[PROBLEM REQUIREMENTS] Using the data below, copy every line that contains the word "extension".

[Records from a data source]

#####

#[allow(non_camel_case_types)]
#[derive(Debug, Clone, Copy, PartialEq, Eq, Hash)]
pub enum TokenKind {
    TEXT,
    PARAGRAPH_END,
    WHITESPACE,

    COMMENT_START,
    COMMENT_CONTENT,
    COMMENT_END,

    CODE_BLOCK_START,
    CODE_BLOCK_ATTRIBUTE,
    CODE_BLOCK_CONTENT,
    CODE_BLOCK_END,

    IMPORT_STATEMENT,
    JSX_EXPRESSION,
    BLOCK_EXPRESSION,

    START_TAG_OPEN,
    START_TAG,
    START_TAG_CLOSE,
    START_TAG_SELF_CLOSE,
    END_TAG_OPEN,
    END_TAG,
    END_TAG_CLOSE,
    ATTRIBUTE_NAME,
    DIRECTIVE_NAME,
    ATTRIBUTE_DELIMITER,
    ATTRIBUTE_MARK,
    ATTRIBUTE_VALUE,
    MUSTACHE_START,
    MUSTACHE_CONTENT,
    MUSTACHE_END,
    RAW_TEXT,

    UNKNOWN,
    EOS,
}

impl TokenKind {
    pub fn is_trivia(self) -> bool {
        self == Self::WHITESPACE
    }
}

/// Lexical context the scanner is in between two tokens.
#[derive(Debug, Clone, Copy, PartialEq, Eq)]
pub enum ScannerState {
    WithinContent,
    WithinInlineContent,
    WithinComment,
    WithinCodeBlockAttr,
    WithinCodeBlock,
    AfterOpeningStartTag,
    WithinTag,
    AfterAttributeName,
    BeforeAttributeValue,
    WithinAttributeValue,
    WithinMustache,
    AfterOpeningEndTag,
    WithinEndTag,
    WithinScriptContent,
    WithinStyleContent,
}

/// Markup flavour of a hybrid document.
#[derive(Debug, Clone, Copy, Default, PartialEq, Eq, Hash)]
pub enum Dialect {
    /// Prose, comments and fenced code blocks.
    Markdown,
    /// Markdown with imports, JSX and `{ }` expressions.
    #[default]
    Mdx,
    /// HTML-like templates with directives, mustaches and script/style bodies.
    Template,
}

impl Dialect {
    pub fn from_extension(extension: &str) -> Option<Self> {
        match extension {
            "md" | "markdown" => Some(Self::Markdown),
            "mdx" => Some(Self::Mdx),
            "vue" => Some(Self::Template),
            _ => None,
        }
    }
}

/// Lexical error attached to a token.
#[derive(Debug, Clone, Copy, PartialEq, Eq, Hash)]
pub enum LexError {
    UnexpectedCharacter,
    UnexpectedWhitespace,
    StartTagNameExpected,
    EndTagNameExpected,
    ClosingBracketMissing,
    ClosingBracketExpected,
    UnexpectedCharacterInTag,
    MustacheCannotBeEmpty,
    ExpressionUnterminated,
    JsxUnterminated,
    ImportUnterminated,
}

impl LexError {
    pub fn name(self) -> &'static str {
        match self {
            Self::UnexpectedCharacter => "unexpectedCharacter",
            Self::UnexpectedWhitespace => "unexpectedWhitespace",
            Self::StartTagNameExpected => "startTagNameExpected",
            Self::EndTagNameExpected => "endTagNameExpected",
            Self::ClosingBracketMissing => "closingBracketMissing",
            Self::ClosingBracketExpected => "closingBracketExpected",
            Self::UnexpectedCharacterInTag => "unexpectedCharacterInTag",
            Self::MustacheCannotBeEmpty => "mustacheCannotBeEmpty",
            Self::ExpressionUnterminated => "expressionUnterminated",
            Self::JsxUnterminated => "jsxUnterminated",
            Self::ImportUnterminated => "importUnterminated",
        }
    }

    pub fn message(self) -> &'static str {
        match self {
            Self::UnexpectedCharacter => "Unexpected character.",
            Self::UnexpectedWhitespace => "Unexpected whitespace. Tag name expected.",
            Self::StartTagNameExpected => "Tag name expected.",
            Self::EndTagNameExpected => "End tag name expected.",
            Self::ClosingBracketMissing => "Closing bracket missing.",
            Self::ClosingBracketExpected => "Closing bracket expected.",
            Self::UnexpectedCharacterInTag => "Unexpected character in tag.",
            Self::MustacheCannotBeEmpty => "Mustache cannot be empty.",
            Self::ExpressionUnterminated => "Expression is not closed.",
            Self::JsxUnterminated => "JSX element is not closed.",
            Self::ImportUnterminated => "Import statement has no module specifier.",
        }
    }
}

#####

[REPLY TO THE TASK]
    pub fn from_extension(extension: &str) -> Option<Self> {
        match extension {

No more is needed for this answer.